The documentary "toggles between [Gates'] storybook upper-middle-class childhood, the creation of Microsoft, and his current status as the world’s second-richest man."[3] The opening sequence features a montage of archive footage, including Gates being caked in Belgium by Noël Godin, while on a visit to European Union officials.
Inside Bill's Brain: Decoding Bill Gates was released on September 20, 2019 on Netflix.[1] The release came after a summer of "unusually bad press" in which "The New Yorker published emails from the MIT Media Lab suggesting that Gates was "directed" by the sex offender Jeffrey Epstein to donate $2 million to the institution (Gates' representative has pushed back on that characterization), and activists have organized protests and petitions against the Gates Foundation's decision to give Indian Prime Minister Narendra Modi a humanitarian award."[4]
Kent Evans, a teenage computer expert and friend of Bill Gates dies in an accident in 1972.
The second episode focuses on Gates' work to eradicate polio in Nigeria and advance polio vaccination, also exploring his youth and friendships, for example with Kent Evans and with Paul Allen, later the Microsoft co-founder.[5]
One review in 2019 said "Inside Bill’s Brain often feels more superficial than it actually is because it switches topics so freely". Much of this documentary is about his charity work with the Bill and Melinda Gates Foundation, not about his life, personality, or beliefs.[6] The same review said the second episode is the best one as it comes closest to "decoding" Gates.[6]

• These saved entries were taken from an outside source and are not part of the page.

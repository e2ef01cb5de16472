//! Invoice Model

use super::billing::BillingLine;
use super::serde_helpers;
use serde::{Deserialize, Serialize};
use std::fmt;
use std::str::FromStr;
use validator::Validate;

/// How an invoice is settled
#[derive(Debug, Clone, Copy, PartialEq, Eq, Hash, Serialize, Deserialize)]
#[serde(rename_all = "UPPERCASE")]
pub enum PaymentMethod {
    Card,
    Cash,
}

impl FromStr for PaymentMethod {
    type Err = String;

    fn from_str(s: &str) -> Result<Self, Self::Err> {
        match s {
            "CARD" => Ok(Self::Card),
            "CASH" => Ok(Self::Cash),
            other => Err(format!("unknown payment method: {other}")),
        }
    }
}

impl fmt::Display for PaymentMethod {
    fn fmt(&self, f: &mut fmt::Formatter<'_>) -> fmt::Result {
        match self {
            Self::Card => f.write_str("CARD"),
            Self::Cash => f.write_str("CASH"),
        }
    }
}

#[derive(Debug, Clone, Copy, Default, PartialEq, Eq, Hash, Serialize, Deserialize)]
#[serde(rename_all = "UPPERCASE")]
pub enum PaymentStatus {
    #[default]
    Pending,
    Paid,
}

/// Invoice entity
#[derive(Debug, Clone, Default, PartialEq, Serialize, Deserialize)]
#[serde(default)]
pub struct Invoice {
    pub invoice_id: String,
    pub order_id: String,
    pub payment_method: Option<PaymentMethod>,
    pub payment_status: PaymentStatus,
    pub payment_due_date: i64,
    pub created_at: i64,
    pub updated_at: i64,
}

/// Create invoice payload
#[derive(Debug, Clone, Serialize, Deserialize, Validate)]
pub struct InvoiceCreate {
    #[validate(length(min = 1))]
    pub order_id: String,
    #[serde(default, deserialize_with = "serde_helpers::empty_as_none")]
    pub payment_method: Option<PaymentMethod>,
    /// Defaults to `PENDING`
    #[serde(default)]
    pub payment_status: Option<PaymentStatus>,
}

/// Update invoice payload
#[derive(Debug, Clone, Default, Serialize, Deserialize, Validate)]
pub struct InvoiceUpdate {
    #[serde(
        default,
        skip_serializing_if = "Option::is_none",
        deserialize_with = "serde_helpers::empty_as_none"
    )]
    pub payment_method: Option<PaymentMethod>,
    #[serde(default, skip_serializing_if = "Option::is_none")]
    pub payment_status: Option<PaymentStatus>,
}

/// Invoice joined with the billing summary of its order
#[derive(Debug, Clone, PartialEq, Serialize, Deserialize)]
pub struct InvoiceView {
    pub invoice_id: String,
    pub payment_method: Option<PaymentMethod>,
    pub order_id: String,
    pub payment_status: PaymentStatus,
    pub payment_due: f64,
    pub table_number: Option<i32>,
    pub payment_due_date: i64,
    pub order_details: Vec<BillingLine>,
}
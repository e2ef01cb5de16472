//! Numeric error codes carried in every error body
//!
//! The thousands digit names the area a code belongs to: `0` general,
//! `1` auth, `3` menus, `4` orders and order items, `5` invoices, `6` foods,
//! `7` tables, `8` users, `9` system. `2xxx` is unused.

use serde::{Deserialize, Serialize};
use std::fmt;

/// Machine-readable error identifier, written as a bare integer in JSON
#[derive(Debug, Clone, Copy, PartialEq, Eq, Hash, Serialize, Deserialize)]
#[serde(into = "u16", try_from = "u16")]
#[repr(u16)]
pub enum ErrorCode {
    Success = 0,
    Unknown = 1,
    ValidationFailed = 2,
    NotFound = 3,
    AlreadyExists = 4,
    InvalidRequest = 5,
    /// A create or update names a menu, table, order or food that is not stored
    ReferenceNotFound = 6,

    /// The `token` header is absent
    NotAuthenticated = 1001,
    InvalidCredentials = 1002,
    TokenExpired = 1003,
    /// Signature mismatch
    TokenInvalid = 1004,
    /// Not decodable as a JWT
    TokenMalformed = 1005,

    MenuNotFound = 3001,
    /// Menu start/end dates are not both in the future and ordered
    InvalidTimeWindow = 3002,

    OrderNotFound = 4001,
    OrderItemNotFound = 4002,
    /// Billing an order that has no items
    NoItemsForOrder = 4003,

    InvoiceNotFound = 5001,

    FoodNotFound = 6001,

    TableNotFound = 7001,

    UserNotFound = 8001,

    InternalError = 9001,
    DatabaseError = 9002,
    TimeoutError = 9003,
    ConfigError = 9004,
}

impl ErrorCode {
    /// Every defined code, ascending
    pub const ALL: [ErrorCode; 25] = [
        Self::Success,
        Self::Unknown,
        Self::ValidationFailed,
        Self::NotFound,
        Self::AlreadyExists,
        Self::InvalidRequest,
        Self::ReferenceNotFound,
        Self::NotAuthenticated,
        Self::InvalidCredentials,
        Self::TokenExpired,
        Self::TokenInvalid,
        Self::TokenMalformed,
        Self::MenuNotFound,
        Self::InvalidTimeWindow,
        Self::OrderNotFound,
        Self::OrderItemNotFound,
        Self::NoItemsForOrder,
        Self::InvoiceNotFound,
        Self::FoodNotFound,
        Self::TableNotFound,
        Self::UserNotFound,
        Self::InternalError,
        Self::DatabaseError,
        Self::TimeoutError,
        Self::ConfigError,
    ];

    #[inline]
    pub const fn code(&self) -> u16 {
        *self as u16
    }

    /// Text used when an error is raised without its own message
    pub const fn message(&self) -> &'static str {
        use ErrorCode::*;
        match self {
            Success => "Operation completed successfully",
            Unknown => "An unknown error occurred",
            ValidationFailed => "Validation failed",
            NotFound => "Resource not found",
            AlreadyExists => "Resource already exists",
            InvalidRequest => "Invalid request",
            ReferenceNotFound => "Related resource not found",
            NotAuthenticated => "No Authorization Header Provided",
            InvalidCredentials => "Invalid email or password",
            TokenExpired => "Authentication token has expired",
            TokenInvalid => "Authentication token is invalid",
            TokenMalformed => "Authentication token is malformed",
            MenuNotFound => "Menu not found",
            InvalidTimeWindow => "kindly retype the time",
            OrderNotFound => "Order not found",
            OrderItemNotFound => "Order item not found",
            NoItemsForOrder => "Order has no items",
            InvoiceNotFound => "Invoice not found",
            FoodNotFound => "Food not found",
            TableNotFound => "Table not found",
            UserNotFound => "User not found",
            InternalError => "Internal server error",
            DatabaseError => "Database error",
            TimeoutError => "Operation timed out",
            ConfigError => "Configuration error",
        }
    }
}

impl From<ErrorCode> for u16 {
    fn from(code: ErrorCode) -> Self {
        code.code()
    }
}

/// A number that no [`ErrorCode`] uses
#[derive(Debug, Clone, Copy, PartialEq, Eq)]
pub struct InvalidErrorCode(pub u16);

impl fmt::Display for InvalidErrorCode {
    fn fmt(&self, f: &mut fmt::Formatter<'_>) -> fmt::Result {
        write!(f, "no error code {}", self.0)
    }
}

impl std::error::Error for InvalidErrorCode {}

impl TryFrom<u16> for ErrorCode {
    type Error = InvalidErrorCode;

    fn try_from(value: u16) -> Result<Self, Self::Error> {
        Self::ALL
            .into_iter()
            .find(|code| code.code() == value)
            .ok_or(InvalidErrorCode(value))
    }
}

impl fmt::Display for ErrorCode {
    fn fmt(&self, f: &mut fmt::Formatter<'_>) -> fmt::Result {
        write!(f, "{:?}({})", self, self.code())
    }
}
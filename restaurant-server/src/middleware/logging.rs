//! Access log
//!
//! One event per finished request: request id, route, status, elapsed time
//! and, on protected routes, the caller's uid.

use axum::{
    extract::{MatchedPath, Request},
    middleware::Next,
    response::Response,
};
use std::time::Instant;
use tracing::{Instrument, info, info_span, warn};

use crate::auth::CurrentUser;

/// Header carrying the request id, set by `SetRequestIdLayer`
pub const REQUEST_ID_HEADER: &str = "x-request-id";

/// 4xx and 5xx are logged at `warn`, the rest at `info`.
pub async fn logging_middleware(req: Request, next: Next) -> Response {
    let started = Instant::now();
    let id = req
        .headers()
        .get(REQUEST_ID_HEADER)
        .and_then(|v| v.to_str().ok())
        .unwrap_or("-")
        .to_owned();
    let route = match req.extensions().get::<MatchedPath>() {
        Some(matched) => matched.as_str().to_owned(),
        None => req.uri().path().to_owned(),
    };
    let span = info_span!("http", request_id = %id, method = %req.method(), route = %route);

    let response = next.run(req).instrument(span.clone()).await;

    let _entered = span.enter();
    let status = response.status().as_u16();
    let elapsed_ms = started.elapsed().as_millis() as u64;
    let uid = response.extensions().get::<CurrentUser>().map(|u| u.uid.as_str());
    if response.status().is_client_error() || response.status().is_server_error() {
        warn!(status, elapsed_ms, uid, "request failed");
    } else {
        info!(status, elapsed_ms, uid, "request served");
    }
    response
}
//! Order Item Repository

use super::{RepoError, RepoResult, apply_update};
use crate::db::collections::{FOOD, ORDER_ITEM};
use crate::db::repository::OrderRepository;
use crate::db::{Collection, DbService};
use crate::money::round_money;
use crate::utils::PaginationParams;
use shared::models::{OrderCreate, OrderItem, OrderItemPack, OrderItemUpdate};
use shared::util::{new_public_id, now_millis};
use std::collections::HashSet;

#[derive(Clone)]
pub struct OrderItemRepository {
    items: Collection,
    foods: Collection,
    orders: OrderRepository,
}

impl OrderItemRepository {
    pub fn new(db: &DbService) -> Self {
        Self {
            items: db.collection(ORDER_ITEM),
            foods: db.collection(FOOD),
            orders: OrderRepository::new(db),
        }
    }

    pub async fn find_all(&self, page: Option<&PaginationParams>) -> RepoResult<Vec<OrderItem>> {
        self.items.find_all(page).await
    }

    pub async fn find_by_id(&self, id: &str) -> RepoResult<Option<OrderItem>> {
        self.items.find_by_key(id).await
    }

    pub async fn find_by_order(&self, order_id: &str) -> RepoResult<Vec<OrderItem>> {
        self.items.find_where("order_id", order_id).await
    }

    async fn require_food(&self, food_id: &str) -> RepoResult<()> {
        if self.foods.exists(food_id).await? {
            Ok(())
        } else {
            Err(RepoError::Reference("food"))
        }
    }

    /// Insert a pack of items.
    ///
    /// Foods are resolved and prices rounded before anything is written.
    /// The items then go to `order_id` when given, otherwise to a new order
    /// opened at `table_id`.
    /// Opening the order and inserting the items are separate writes.
    pub async fn create_pack(&self, pack: OrderItemPack) -> RepoResult<Vec<OrderItem>> {
        let mut checked = HashSet::new();
        for item in &pack.order_items {
            if checked.insert(item.food_id.as_str()) {
                self.require_food(&item.food_id).await?;
            }
        }
        let prices = pack
            .order_items
            .iter()
            .map(|item| round_money(item.unit_price))
            .collect::<Result<Vec<_>, _>>()?;

        let order_id = match (pack.order_id, pack.table_id) {
            (Some(order_id), _) if !order_id.trim().is_empty() => {
                if !self.orders.exists(&order_id).await? {
                    return Err(RepoError::Reference("order"));
                }
                order_id
            }
            (_, Some(table_id)) => {
                self.orders
                    .create(OrderCreate {
                        order_date: None,
                        table_id,
                    })
                    .await?
                    .order_id
            }
            _ => {
                return Err(RepoError::Validation(
                    "either order_id or table_id is required".to_string(),
                ));
            }
        };

        let now = now_millis();
        let docs = pack
            .order_items
            .into_iter()
            .zip(prices)
            .map(|(item, unit_price)| {
                let order_item = OrderItem {
                    order_item_id: new_public_id(),
                    quantity: item.quantity,
                    unit_price,
                    food_id: item.food_id,
                    order_id: order_id.clone(),
                    created_at: now,
                    updated_at: now,
                };
                (order_item.order_item_id.clone(), order_item)
            })
            .collect();

        let created = self.items.insert_many(docs).await?;
        tracing::info!(order_id = %order_id, count = created.len(), "Order items created");
        Ok(created)
    }

    pub async fn update(&self, id: &str, mut data: OrderItemUpdate) -> RepoResult<OrderItem> {
        if let Some(food_id) = &data.food_id {
            self.require_food(food_id).await?;
        }
        data.unit_price = data.unit_price.map(round_money).transpose()?;
        apply_update(&self.items, "order_item_id", id, &data).await
    }
}
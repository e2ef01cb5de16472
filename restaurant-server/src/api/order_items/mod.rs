//! Order Item API
//!
//! | Path | Method | Notes |
//! |------|--------|-------|
//! | /order-items | GET, POST | POST takes a pack and returns the created items |
//! | /order-items/{id} | GET, PATCH | |
//! | /order-items/order/{order_id} | GET | billing groups of one order |

mod handler;

use axum::{Router, routing::get};

use crate::core::ServerState;

pub fn router() -> Router<ServerState> {
    Router::new()
        .route("/order-items", get(handler::list).post(handler::create))
        .route(
            "/order-items/{id}",
            get(handler::get_by_id).patch(handler::update),
        )
        .route("/order-items/order/{order_id}", get(handler::list_by_order))
}
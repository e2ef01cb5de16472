//! Signup and login
//!
//! | Path | Method | Notes |
//! |------|--------|-------|
//! | /signup | POST | 201 with the created user |
//! | /login | POST | `{ user, token, refresh_token }` |

mod handler;

use axum::{Router, routing::post};

use crate::core::ServerState;

pub fn router() -> Router<ServerState> {
    Router::new()
        .route("/signup", post(handler::signup))
        .route("/login", post(handler::login))
}
//! User API

mod handler;

use axum::{Router, routing::get};

use crate::core::ServerState;

pub fn router() -> Router<ServerState> {
    Router::new()
        .route("/users", get(handler::list))
        .route("/users/{id}", get(handler::get_by_id))
}
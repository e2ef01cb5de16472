//! [`AppError`] and the JSON body it renders to

use super::category::ErrorCategory;
use super::codes::ErrorCode;
use axum::Json;
use axum::response::{IntoResponse, Response};
use http::StatusCode;
use serde::{Deserialize, Serialize};
use serde_json::Value;
use std::collections::HashMap;
use thiserror::Error;

/// Error returned by every handler.
///
/// Store, token and validation failures are all converted into this before
/// they reach a response.
#[derive(Debug, Clone, Error)]
#[error("{message}")]
pub struct AppError {
    pub code: ErrorCode,
    /// Sent to the client as `error`
    pub message: String,
    /// Extra context such as per-field validation messages
    pub details: Option<HashMap<String, Value>>,
}

impl AppError {
    fn build(code: ErrorCode, message: String) -> Self {
        Self {
            code,
            message,
            details: None,
        }
    }

    /// Error carrying the code's stock message
    pub fn new(code: ErrorCode) -> Self {
        Self::build(code, code.message().to_owned())
    }

    pub fn with_message(code: ErrorCode, message: impl Into<String>) -> Self {
        Self::build(code, message.into())
    }

    pub fn with_detail(mut self, key: impl Into<String>, value: impl Into<Value>) -> Self {
        let details = self.details.get_or_insert_with(HashMap::new);
        details.insert(key.into(), value.into());
        self
    }

    pub fn http_status(&self) -> StatusCode {
        self.code.http_status()
    }

    fn missing(code: ErrorCode, resource: String) -> Self {
        Self::build(code, format!("{resource} not found")).with_detail("resource", resource)
    }

    pub fn validation(msg: impl Into<String>) -> Self {
        Self::with_message(ErrorCode::ValidationFailed, msg)
    }

    /// Generic not found; handlers use the per-entity codes instead
    pub fn not_found(resource: impl Into<String>) -> Self {
        Self::missing(ErrorCode::NotFound, resource.into())
    }

    /// `"<resource> not found"` for a dangling menu, table, order or food id
    pub fn reference(resource: impl Into<String>) -> Self {
        Self::missing(ErrorCode::ReferenceNotFound, resource.into())
    }

    pub fn invalid_request(msg: impl Into<String>) -> Self {
        Self::with_message(ErrorCode::InvalidRequest, msg)
    }

    pub fn conflict(msg: impl Into<String>) -> Self {
        Self::with_message(ErrorCode::AlreadyExists, msg)
    }

    pub fn not_authenticated() -> Self {
        Self::new(ErrorCode::NotAuthenticated)
    }

    pub fn invalid_credentials() -> Self {
        Self::new(ErrorCode::InvalidCredentials)
    }

    pub fn token_expired() -> Self {
        Self::new(ErrorCode::TokenExpired)
    }

    pub fn invalid_token(msg: impl Into<String>) -> Self {
        Self::with_message(ErrorCode::TokenInvalid, msg)
    }

    pub fn malformed_token(msg: impl Into<String>) -> Self {
        Self::with_message(ErrorCode::TokenMalformed, msg)
    }

    pub fn internal(msg: impl Into<String>) -> Self {
        Self::with_message(ErrorCode::InternalError, msg)
    }

    pub fn database(msg: impl Into<String>) -> Self {
        Self::with_message(ErrorCode::DatabaseError, msg)
    }

    pub fn timeout(msg: impl Into<String>) -> Self {
        Self::with_message(ErrorCode::TimeoutError, msg)
    }

    pub fn config(msg: impl Into<String>) -> Self {
        Self::with_message(ErrorCode::ConfigError, msg)
    }
}

/// Wire form: `{"error": "<message>", "code": <u16>, "details": {..}}`,
/// with `details` omitted when empty
#[derive(Debug, Clone, Serialize, Deserialize)]
pub struct ErrorBody {
    pub error: String,
    pub code: u16,
    #[serde(default, skip_serializing_if = "Option::is_none")]
    pub details: Option<HashMap<String, Value>>,
}

impl From<&AppError> for ErrorBody {
    fn from(err: &AppError) -> Self {
        Self {
            error: err.message.clone(),
            code: err.code.into(),
            details: err.details.clone(),
        }
    }
}

pub type AppResult<T> = Result<T, AppError>;

impl IntoResponse for AppError {
    fn into_response(self) -> Response {
        if self.code.category() == ErrorCategory::System {
            tracing::error!(code = %self.code, message = %self.message, "Request failed with a system error");
        }
        (self.http_status(), Json(ErrorBody::from(&self))).into_response()
    }
}
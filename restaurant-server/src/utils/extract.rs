//! Request extractors

use axum::{
    Json,
    extract::{FromRequest, Request, rejection::JsonRejection},
};
use serde::de::DeserializeOwned;
use validator::Validate;

use crate::utils::error::{AppError, validation_error};

/// JSON body that is deserialized and then checked with `validator`.
///
/// Both malformed JSON and failed rules are reported as `ValidationFailed`.
#[derive(Debug, Clone, Copy, Default)]
pub struct ValidatedJson<T>(pub T);

impl<T, S> FromRequest<S> for ValidatedJson<T>
where
    T: DeserializeOwned + Validate,
    S: Send + Sync,
    Json<T>: FromRequest<S, Rejection = JsonRejection>,
{
    type Rejection = AppError;

    async fn from_request(req: Request, state: &S) -> Result<Self, Self::Rejection> {
        let Json(value) = Json::<T>::from_request(req, state)
            .await
            .map_err(|rejection| AppError::validation(rejection.body_text()))?;
        value.validate().map_err(validation_error)?;
        Ok(ValidatedJson(value))
    }
}
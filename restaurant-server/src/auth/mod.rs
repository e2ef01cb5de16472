//! Authentication
//!
//! - [`JwtService`]: token issuing and validation
//! - [`CurrentUser`]: caller identity decoded from a token
//! - [`require_auth`]: middleware guarding protected routes
//! - [`password`]: argon2 hashing

pub mod extractor;
pub mod jwt;
pub mod middleware;
pub mod password;

pub use jwt::{Claims, CurrentUser, JwtConfig, JwtError, JwtService, TokenPair, TokenType};
pub use middleware::{TOKEN_HEADER, require_auth};
//! Order Item API Handlers

use axum::{
    Json,
    extract::{Path, Query, State},
    http::StatusCode,
};
use shared::models::{OrderBilling, OrderItem, OrderItemPack, OrderItemUpdate};

use crate::billing::compute_order_billing;
use crate::core::ServerState;
use crate::utils::{AppError, AppResult, ErrorCode, ListQuery, ValidatedJson};

/// GET /order-items
pub async fn list(
    State(state): State<ServerState>,
    Query(query): Query<ListQuery>,
) -> AppResult<Json<Vec<OrderItem>>> {
    let items = state
        .order_items()
        .find_all(query.pagination().as_ref())
        .await?;
    Ok(Json(items))
}

/// GET /order-items/{id}
pub async fn get_by_id(
    State(state): State<ServerState>,
    Path(id): Path<String>,
) -> AppResult<Json<OrderItem>> {
    let item = state
        .order_items()
        .find_by_id(&id)
        .await?
        .ok_or_else(|| AppError::new(ErrorCode::OrderItemNotFound).with_detail("id", id))?;
    Ok(Json(item))
}

/// GET /order-items/order/{order_id}
///
/// Empty list when the order has no items.
pub async fn list_by_order(
    State(state): State<ServerState>,
    Path(order_id): Path<String>,
) -> AppResult<Json<Vec<OrderBilling>>> {
    let billings = compute_order_billing(&state.db, &order_id).await?;
    Ok(Json(billings))
}

/// POST /order-items
pub async fn create(
    State(state): State<ServerState>,
    ValidatedJson(pack): ValidatedJson<OrderItemPack>,
) -> AppResult<(StatusCode, Json<Vec<OrderItem>>)> {
    let items = state.order_items().create_pack(pack).await?;
    Ok((StatusCode::CREATED, Json(items)))
}

/// PATCH /order-items/{id}
pub async fn update(
    State(state): State<ServerState>,
    Path(id): Path<String>,
    ValidatedJson(payload): ValidatedJson<OrderItemUpdate>,
) -> AppResult<Json<OrderItem>> {
    let item = state.order_items().update(&id, payload).await?;
    Ok(Json(item))
}
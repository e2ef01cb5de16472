use std::sync::Arc;

use crate::auth::JwtService;
use crate::core::Config;
use crate::db::DbService;
use crate::db::repository::{
    DiningTableRepository, FoodRepository, InvoiceRepository, MenuRepository,
    OrderItemRepository, OrderRepository, UserRepository,
};
use crate::utils::AppError;

/// Shared server state
///
/// Cloned into every request. Holds no locks; the datastore client and the
/// token service are both safe for concurrent use.
///
/// | Field | Type | Notes |
/// |-------|------|-------|
/// | config | Config | immutable |
/// | db | DbService | datastore connection |
/// | jwt_service | Arc<JwtService> | token issuing and validation |
#[derive(Clone)]
pub struct ServerState {
    pub config: Config,
    pub db: DbService,
    pub jwt_service: Arc<JwtService>,
}

impl ServerState {
    pub fn new(config: Config, db: DbService, jwt_service: Arc<JwtService>) -> Self {
        Self {
            config,
            db,
            jwt_service,
        }
    }

    /// Connect to the datastore and build the token service.
    ///
    /// A connection failure is returned to the caller; nothing here exits.
    pub async fn initialize(config: &Config) -> Result<Self, AppError> {
        let db = DbService::connect(&config.database).await?;
        let jwt_service = Arc::new(JwtService::with_config(config.jwt.clone()));
        Ok(Self::new(config.clone(), db, jwt_service))
    }

    pub fn jwt_service(&self) -> &JwtService {
        &self.jwt_service
    }

    pub fn users(&self) -> UserRepository {
        UserRepository::new(&self.db)
    }

    pub fn tables(&self) -> DiningTableRepository {
        DiningTableRepository::new(&self.db)
    }

    pub fn menus(&self) -> MenuRepository {
        MenuRepository::new(&self.db)
    }

    pub fn foods(&self) -> FoodRepository {
        FoodRepository::new(&self.db)
    }

    pub fn orders(&self) -> OrderRepository {
        OrderRepository::new(&self.db)
    }

    pub fn order_items(&self) -> OrderItemRepository {
        OrderItemRepository::new(&self.db)
    }

    pub fn invoices(&self) -> InvoiceRepository {
        InvoiceRepository::new(&self.db)
    }
}
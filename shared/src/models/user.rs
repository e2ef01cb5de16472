//! User Model

use serde::{Deserialize, Serialize};
use std::fmt;

/// Role carried in issued tokens
#[derive(Debug, Clone, Copy, Default, PartialEq, Eq, Hash, Serialize, Deserialize)]
#[serde(rename_all = "UPPERCASE")]
pub enum UserType {
    Admin,
    #[default]
    User,
}

impl fmt::Display for UserType {
    fn fmt(&self, f: &mut fmt::Formatter<'_>) -> fmt::Result {
        match self {
            Self::Admin => f.write_str("ADMIN"),
            Self::User => f.write_str("USER"),
        }
    }
}

/// User as returned by the API (never carries the password hash)
#[derive(Debug, Clone, Default, PartialEq, Serialize, Deserialize)]
#[serde(default)]
pub struct User {
    pub user_id: String,
    pub first_name: String,
    pub last_name: String,
    pub email: String,
    pub phone: String,
    pub user_type: UserType,
    pub token: Option<String>,
    pub refresh_token: Option<String>,
    pub created_at: i64,
    pub updated_at: i64,
}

According to The Nation, "The documentary’s blind spots are all the more striking in light of the timing of its release, just as news was trickling out that Bill Gates met multiple times with convicted sex offender Jeffrey Epstein." The documentary features an interview with Bernie Noe, a friend of Gates, but "Guggenheim doesn’t tell audiences that Noe is the principal of Lakeside School, a private institution to which the Bill & Melinda Gates Foundation has given $80 million. The filmmaker also doesn’t mention the extraordinary conflict of interest this presents: The Gateses used their charitable foundation to enrich the private school their children attend."[7]